Florida tightening juvenile justice monitoring
Florida tightening monitoring, improving quality of juvenile justice residential facilities
State officials on Friday announced plans for quality improvements and tighter monitoring of juvenile justice residential and detention facilities following the arrest last month of a staff member accused of battering a 15-year-old girl in the Florida Panhandle.
The new efforts include enhancing mental health training, routinely interviewing youths and reviewing less serious incidents by the state.
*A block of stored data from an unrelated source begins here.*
use derive_more::Display;
use graphsync_config::ConfigError;
use graphsync_core::error::{ErrorOrigin as CoreErrorOrigin, InternalError};
use serde::{Deserialize, Serialize};
use thiserror::Error as ThisError;

///
/// Error
/// Public error type with a stable kind + origin taxonomy.
///

#[derive(Debug, Deserialize, Serialize, ThisError)]
#[error("{message}")]
pub struct Error {
    pub kind: ErrorKind,
    pub origin: ErrorOrigin,
    pub message: String,
}

impl Error {
    pub fn new(kind: ErrorKind, origin: ErrorOrigin, message: impl Into<String>) -> Self {
        Self {
            kind,
            origin,
            message: message.into(),
        }
    }
}

impl From<InternalError> for Error {
    fn from(err: InternalError) -> Self {
        let kind = match err.origin {
            CoreErrorOrigin::Schema => ErrorKind::Schema,
            CoreErrorOrigin::Store => ErrorKind::Store,
            _ => ErrorKind::Internal,
        };

        Self::new(kind, err.origin.into(), err.message)
    }
}

impl From<ConfigError> for Error {
    fn from(err: ConfigError) -> Self {
        match err {
            ConfigError::Schema(_) => Self::new(ErrorKind::Schema, ErrorOrigin::Schema, err.to_string()),
            ConfigError::Io { .. } | ConfigError::Parse(_) | ConfigError::UnknownSnapshotType(_) => {
                Self::new(ErrorKind::Config, ErrorOrigin::Config, err.to_string())
            }
        }
    }
}

///
/// ErrorKind
/// Public error taxonomy for callers.
///

#[derive(Clone, Copy, Debug, Deserialize, Display, Eq, PartialEq, Serialize)]
pub enum ErrorKind {
    /// Entity metadata is inconsistent or names an unknown type.
    Schema,

    /// Configuration could not be read or parsed.
    Config,

    /// The object store rejected an operation.
    Store,

    /// The caller cannot remediate this.
    Internal,
}

///
/// ErrorOrigin
/// Public origin taxonomy for callers.
///

#[derive(Clone, Copy, Debug, Deserialize, Display, Eq, PartialEq, Serialize)]
pub enum ErrorOrigin {
    Config,
    Identity,
    Reconcile,
    Schema,
    Snapshot,
    Store,
}

impl From<CoreErrorOrigin> for ErrorOrigin {
    fn from(origin: CoreErrorOrigin) -> Self {
        match origin {
            CoreErrorOrigin::Identity => Self::Identity,
            CoreErrorOrigin::Reconcile => Self::Reconcile,
            CoreErrorOrigin::Schema => Self::Schema,
            CoreErrorOrigin::Snapshot => Self::Snapshot,
            CoreErrorOrigin::Store => Self::Store,
        }
    }
}

///
/// TESTS
///
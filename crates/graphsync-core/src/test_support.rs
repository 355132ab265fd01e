//! Shared fixtures for unit tests: a small device catalog that exercises
//! inheritance, abstract destinations, inverse pairs and processing flags.

use crate::{
    model::{AttributeModel, EntityDef, RelationModel, Schema, ScalarKind},
    record::RawRecord,
    store::MemoryStore,
};
use serde_json::Value as JsonValue;
use std::sync::Arc;

fn common() -> [AttributeModel; 3] {
    [
        AttributeModel::new("id", ScalarKind::Int64),
        AttributeModel::new("uuid", ScalarKind::String),
        AttributeModel::new("disabled", ScalarKind::Boolean),
    ]
}

fn name() -> AttributeModel {
    AttributeModel::new("name", ScalarKind::String)
}

/// Device catalog used across the crate's unit tests.
pub(crate) fn fixture_schema() -> Schema {
    Schema::builder()
        .entity(
            EntityDef::new("Organization")
                .attributes(common())
                .attribute(name())
                .relation(RelationModel::to_many("contracts", "Contract").inverse("organization")),
        )
        .entity(
            EntityDef::new("Contract")
                .attributes(common())
                .attribute(AttributeModel::new("value", ScalarKind::Decimal))
                .attribute(
                    AttributeModel::new("startsOn", ScalarKind::Date).external_name("startDate"),
                )
                .relation(
                    RelationModel::to_one("organization", "Organization").inverse("contracts"),
                ),
        )
        .entity(
            EntityDef::new("DeviceType")
                .attributes(common())
                .attribute(name())
                .relation(RelationModel::to_many("devices", "Device").inverse("type"))
                .relation(
                    RelationModel::to_many("attributes", "DeviceTypeAttribute")
                        .inverse("deviceType"),
                ),
        )
        .entity(
            EntityDef::new("Device")
                .attributes(common())
                .attribute(name())
                .attribute(AttributeModel::new("created", ScalarKind::Date))
                .attribute(AttributeModel::new("weight", ScalarKind::Double))
                .attribute(AttributeModel::new("slot", ScalarKind::Int16))
                .relation(RelationModel::to_one("type", "DeviceType").inverse("devices"))
                .relation(
                    RelationModel::to_one("location", "Location")
                        .inverse("device")
                        .without_identity(),
                )
                .relation(RelationModel::to_one("parent", "Device").inverse("children"))
                .relation(RelationModel::to_many("children", "Device").inverse("parent"))
                .relation(RelationModel::to_many("readings", "Reading").without_identity())
                .relation(RelationModel::to_one("owner", "User").ignored()),
        )
        .entity(
            EntityDef::new("Location")
                .attribute(AttributeModel::new("uuid", ScalarKind::String))
                .attribute(AttributeModel::new("latitude", ScalarKind::Double))
                .attribute(AttributeModel::new("longitude", ScalarKind::Double))
                .relation(RelationModel::to_one("device", "Device").inverse("location")),
        )
        .entity(
            EntityDef::new("Reading")
                .attribute(AttributeModel::new("value", ScalarKind::Float))
                .attribute(AttributeModel::new("takenAt", ScalarKind::Date)),
        )
        .entity(
            EntityDef::new("AbstractAttribute")
                .abstract_entity()
                .attributes(common())
                .attribute(name()),
        )
        .entity(
            EntityDef::new("DeviceAttribute")
                .parent("AbstractAttribute")
                .attribute(AttributeModel::new("unit", ScalarKind::String)),
        )
        .entity(
            EntityDef::new("SRAttribute")
                .parent("AbstractAttribute")
                .attribute(AttributeModel::new("code", ScalarKind::String)),
        )
        .entity(
            EntityDef::new("DeviceTypeAttribute")
                .attributes(common())
                .relation(
                    RelationModel::to_one("deviceType", "DeviceType").inverse("attributes"),
                )
                .relation(RelationModel::to_one("attribute", "AbstractAttribute")),
        )
        .entity(
            EntityDef::new("AttributeValue")
                .attributes(common())
                .attribute(AttributeModel::new("value", ScalarKind::String))
                .relation(RelationModel::to_one("attribute", "AbstractAttribute")),
        )
        .entity(
            EntityDef::new("User")
                .attributes(common())
                .attribute(name())
                .attribute(AttributeModel::new("avatar", ScalarKind::Binary))
                .attribute(AttributeModel::new("settings", ScalarKind::Transformable)),
        )
        .build()
        .expect("fixture schema should validate")
}

pub(crate) fn fixture_store() -> MemoryStore {
    MemoryStore::new(Arc::new(fixture_schema()))
}

/// Build a raw record from a `json!` object literal.
pub(crate) fn record(value: JsonValue) -> RawRecord {
    value
        .as_object()
        .cloned()
        .expect("test record should be an object")
}
use crate::{
    model::{AttributeModel, ScalarKind},
    value::Value,
};
use base64::{Engine as _, engine::general_purpose::STANDARD};
use chrono::DateTime;
use rust_decimal::Decimal;
use serde_json::Value as JsonValue;
use std::str::FromStr;
use thiserror::Error as ThisError;

///
/// CoercionError
///
/// Raw payloads that cannot be stored without corrupting the model.
/// Everything else that fails to convert is stored as `Value::Null`.
///

#[derive(Clone, Debug, PartialEq, ThisError)]
pub enum CoercionError {
    #[error("date attribute '{field}' expects milliseconds since epoch, got {found}")]
    NonNumericDate { field: String, found: String },

    #[error("date attribute '{field}' is outside the representable range: {millis}ms")]
    DateOutOfRange { field: String, millis: f64 },
}

/// Convert one present raw payload value into the attribute's declared kind.
pub fn coerce(attribute: &AttributeModel, raw: &JsonValue) -> Result<Value, CoercionError> {
    let value = match attribute.kind {
        ScalarKind::Int16 | ScalarKind::Int32 | ScalarKind::Int64 => coerce_int(raw),
        ScalarKind::Decimal => coerce_decimal(raw),
        ScalarKind::Double => raw.as_f64().map_or(Value::Null, Value::Float64),
        #[expect(clippy::cast_possible_truncation)]
        ScalarKind::Float => raw
            .as_f64()
            .map_or(Value::Null, |v| Value::Float32(v as f32)),
        ScalarKind::String => raw
            .as_str()
            .map_or(Value::Null, |v| Value::Text(v.to_string())),
        ScalarKind::Boolean => raw.as_bool().map_or(Value::Null, Value::Bool),
        ScalarKind::Date => return coerce_date(&attribute.name, raw),
        ScalarKind::Binary => coerce_binary(raw),
        ScalarKind::Transformable | ScalarKind::Undefined => Value::Json(raw.clone()),
    };

    Ok(value)
}

#[expect(clippy::cast_possible_truncation, clippy::cast_precision_loss)]
fn coerce_int(raw: &JsonValue) -> Value {
    if let Some(v) = raw.as_i64() {
        return Value::Int(v);
    }

    // integral floats such as `12.0` still name an integer
    match raw.as_f64() {
        Some(v) if v.fract() == 0.0 && v >= i64::MIN as f64 && v < i64::MAX as f64 => {
            Value::Int(v as i64)
        }
        _ => Value::Null,
    }
}

fn coerce_decimal(raw: &JsonValue) -> Value {
    let text = match raw {
        // numbers keep their source text, so no digits are lost to f64
        JsonValue::Number(n) => n.to_string(),
        JsonValue::String(s) => s.trim().to_string(),
        _ => return Value::Null,
    };

    Decimal::from_str(&text)
        .or_else(|_| Decimal::from_scientific(&text))
        .map_or(Value::Null, Value::Decimal)
}

#[expect(clippy::cast_possible_truncation)]
fn coerce_date(field: &str, raw: &JsonValue) -> Result<Value, CoercionError> {
    if raw.is_null() {
        return Ok(Value::Null);
    }

    let Some(millis) = raw.as_f64() else {
        return Err(CoercionError::NonNumericDate {
            field: field.to_string(),
            found: raw.to_string(),
        });
    };

    let micros = (millis * 1_000.0).round();
    let out_of_range = || CoercionError::DateOutOfRange {
        field: field.to_string(),
        millis,
    };
    if !micros.is_finite() {
        return Err(out_of_range());
    }

    DateTime::from_timestamp_micros(micros as i64)
        .map(Value::Timestamp)
        .ok_or_else(out_of_range)
}

fn coerce_binary(raw: &JsonValue) -> Value {
    match raw {
        JsonValue::String(s) => STANDARD.decode(s).map_or(Value::Null, Value::Blob),
        JsonValue::Array(items) => items
            .iter()
            .map(|item| item.as_u64().and_then(|b| u8::try_from(b).ok()))
            .collect::<Option<Vec<_>>>()
            .map_or(Value::Null, Value::Blob),
        _ => Value::Null,
    }
}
Such incidents formerly were handled by private providers or program managers.
"Our primary concern is the health and safety of Florida's youth," said Department of Juvenile Justice Secretary Wansley Walters. "We are enhancing services to give kids the best foot forward so they can lead rewarding lives."
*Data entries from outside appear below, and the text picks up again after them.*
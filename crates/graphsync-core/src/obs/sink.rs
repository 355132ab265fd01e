//! Metrics sink boundary.
//!
//! Reconciliation logic MUST NOT depend on obs::metrics directly.
//! All instrumentation flows through MetricsEvent and MetricsSink.
use crate::obs::metrics::{self, EventReport};
use std::{cell::Cell, time::Instant};

thread_local! {
    static SINK_OVERRIDE: Cell<Option<&'static dyn MetricsSink>> = const { Cell::new(None) };
}

///
/// SkipReason
///

#[derive(Clone, Copy, Debug, Eq, PartialEq)]
pub enum SkipReason {
    Disabled,
    MissingId,
}

///
/// MetricsEvent
///

#[derive(Clone, Copy, Debug)]
pub enum MetricsEvent<'a> {
    BatchStart {
        entity: &'a str,
    },
    BatchFinish {
        entity: &'a str,
        upserted: u64,
        deleted: u64,
        elapsed_micros: u64,
    },
    RecordSkipped {
        entity: &'a str,
        reason: SkipReason,
    },
    EntityCreated {
        entity: &'a str,
    },
    CacheLoad {
        entity: &'a str,
        rows: u64,
    },
    CacheReset,
    ShapeMismatch {
        entity: &'a str,
        relation: &'a str,
    },
}

///
/// MetricsSink
///

pub trait MetricsSink {
    fn record(&self, event: MetricsEvent<'_>);
}

///
/// GlobalMetricsSink
/// Default thread-local sink that writes into global metrics state.
///

pub(crate) struct GlobalMetricsSink;

impl MetricsSink for GlobalMetricsSink {
    fn record(&self, event: MetricsEvent<'_>) {
        match event {
            MetricsEvent::BatchStart { entity } => metrics::with_state_mut(|m| {
                m.ops.batches = m.ops.batches.saturating_add(1);
                let entry = metrics::entity_mut(m, entity);
                entry.batches = entry.batches.saturating_add(1);
            }),

            MetricsEvent::BatchFinish {
                entity,
                upserted,
                deleted,
                elapsed_micros,
            } => metrics::with_state_mut(|m| {
                m.ops.records_upserted = m.ops.records_upserted.saturating_add(upserted);
                m.ops.entities_deleted = m.ops.entities_deleted.saturating_add(deleted);
                metrics::add_micros(
                    &mut m.perf.batch_micros_total,
                    &mut m.perf.batch_micros_max,
                    elapsed_micros,
                );

                let entry = metrics::entity_mut(m, entity);
                entry.records_upserted = entry.records_upserted.saturating_add(upserted);
                entry.entities_deleted = entry.entities_deleted.saturating_add(deleted);
            }),

            MetricsEvent::RecordSkipped { entity, reason } => metrics::with_state_mut(|m| {
                match reason {
                    SkipReason::Disabled => {
                        m.ops.skipped_disabled = m.ops.skipped_disabled.saturating_add(1);
                    }
                    SkipReason::MissingId => {
                        m.ops.skipped_missing_id = m.ops.skipped_missing_id.saturating_add(1);
                    }
                }

                let entry = metrics::entity_mut(m, entity);
                match reason {
                    SkipReason::Disabled => {
                        entry.skipped_disabled = entry.skipped_disabled.saturating_add(1);
                    }
                    SkipReason::MissingId => {
                        entry.skipped_missing_id = entry.skipped_missing_id.saturating_add(1);
                    }
                }
            }),

            MetricsEvent::EntityCreated { entity } => metrics::with_state_mut(|m| {
                m.ops.entities_created = m.ops.entities_created.saturating_add(1);
                let entry = metrics::entity_mut(m, entity);
                entry.entities_created = entry.entities_created.saturating_add(1);
            }),

            MetricsEvent::CacheLoad { entity, rows } => metrics::with_state_mut(|m| {
                m.ops.cache_loads = m.ops.cache_loads.saturating_add(1);
                m.ops.cache_rows_loaded = m.ops.cache_rows_loaded.saturating_add(rows);
                let entry = metrics::entity_mut(m, entity);
                entry.cache_loads = entry.cache_loads.saturating_add(1);
                entry.cache_rows_loaded = entry.cache_rows_loaded.saturating_add(rows);
            }),

            MetricsEvent::CacheReset => metrics::with_state_mut(|m| {
                m.ops.cache_resets = m.ops.cache_resets.saturating_add(1);
            }),

            MetricsEvent::ShapeMismatch { entity, .. } => metrics::with_state_mut(|m| {
                m.ops.shape_mismatches = m.ops.shape_mismatches.saturating_add(1);
                let entry = metrics::entity_mut(m, entity);
                entry.shape_mismatches = entry.shape_mismatches.saturating_add(1);
            }),
        }
    }
}

pub(crate) const GLOBAL_METRICS_SINK: GlobalMetricsSink = GlobalMetricsSink;

/// Record one event on the scoped override, or the global sink.
pub(crate) fn record(event: MetricsEvent<'_>) {
    match SINK_OVERRIDE.with(Cell::get) {
        Some(sink) => sink.record(event),
        None => GLOBAL_METRICS_SINK.record(event),
    }
}

/// Snapshot the current metrics state.
///
/// `window_start_ms` filters by window start (`EventState::since_ms`),
/// not by per-event timestamps.
#[must_use]
pub fn metrics_report(window_start_ms: Option<u64>) -> EventReport {
    metrics::report(window_start_ms)
}

/// Reset all metrics state (counters + perf).
pub fn metrics_reset_all() {
    metrics::reset_all();
}

/// Run a closure with a temporary metrics sink override.
pub(crate) fn with_metrics_sink<T>(sink: &'static dyn MetricsSink, f: impl FnOnce() -> T) -> T {
    struct Guard(Option<&'static dyn MetricsSink>);

    impl Drop for Guard {
        fn drop(&mut self) {
            SINK_OVERRIDE.with(|cell| cell.set(self.0));
        }
    }

    let prev = SINK_OVERRIDE.with(|cell| cell.replace(Some(sink)));
    let _guard = Guard(prev);

    f()
}

///
/// Span
/// RAII guard that emits start/finish events for one batch.
/// Finish accounting happens even when the batch bails out with `?`.
///

pub(crate) struct Span {
    entity: String,
    start: Instant,
    upserted: u64,
    deleted: u64,
}

impl Span {
    #[must_use]
    pub(crate) fn new(entity: &str) -> Self {
        record(MetricsEvent::BatchStart { entity });

        Self {
            entity: entity.to_string(),
            start: Instant::now(),
            upserted: 0,
            deleted: 0,
        }
    }

    pub(crate) const fn set_counts(&mut self, upserted: u64, deleted: u64) {
        self.upserted = upserted;
        self.deleted = deleted;
    }
}

impl Drop for Span {
    fn drop(&mut self) {
        let elapsed_micros = u64::try_from(self.start.elapsed().as_micros()).unwrap_or(u64::MAX);

        record(MetricsEvent::BatchFinish {
            entity: &self.entity,
            upserted: self.upserted,
            deleted: self.deleted,
            elapsed_micros,
        });
    }
}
Ninety-five percent of the residential facilities are privately operated, and the state is planning this year to outsource the remaining five. Those facilities are separate from detention centers, which are state- or county-operated for high risk offenders.
The privately operated Milton Girls Academy, northeast of Pensacola, last month agreed to end its residential contract with the state after the arrest and reports by other children who expressed worries about their safety.
The department on Dec. 12 released a surveillance video showing Shannon Abbott pushing a teenager into a wall, throwing her on the floor and lying on top of her for nearly 20 minutes in August. Abbott pleaded not guilty to the misdemeanor charge.
The agency in October also released a report on the death of 18-year-old Eric Perez at the Palm Beach Regional Juvenile Detention Center in July 2011 after a staffer dropped him on his head. The report said Perez lay vomiting and moaning on a mat after staffers failed to get him medical attention, and by the time they called 911, he was dead.
Nine staffers were fired, but no criminal charges were filed after a grand jury investigation.
The new mental health training will include trauma care principles for residential and detention staffers.
The department also plans to interview a cross-section of inmates in both types of facilities, focusing on incidents that have gone unreported and ensuring access to Florida's abuse registry hotline.
The department plans to interview residents and review videos related to allegations of abuse or inappropriate physical intervention at residential facilities within 24 hours of being reported prior to, instead of after, a formal investigation has begun. This already is the practice at detention facilities.
The agency also will review its physical and verbal intervention system at every residential program to ensure state legal guidelines are followed and seek assistance from The Annie E. Casey Foundation and other third parties in assessing programs and recommending improvements.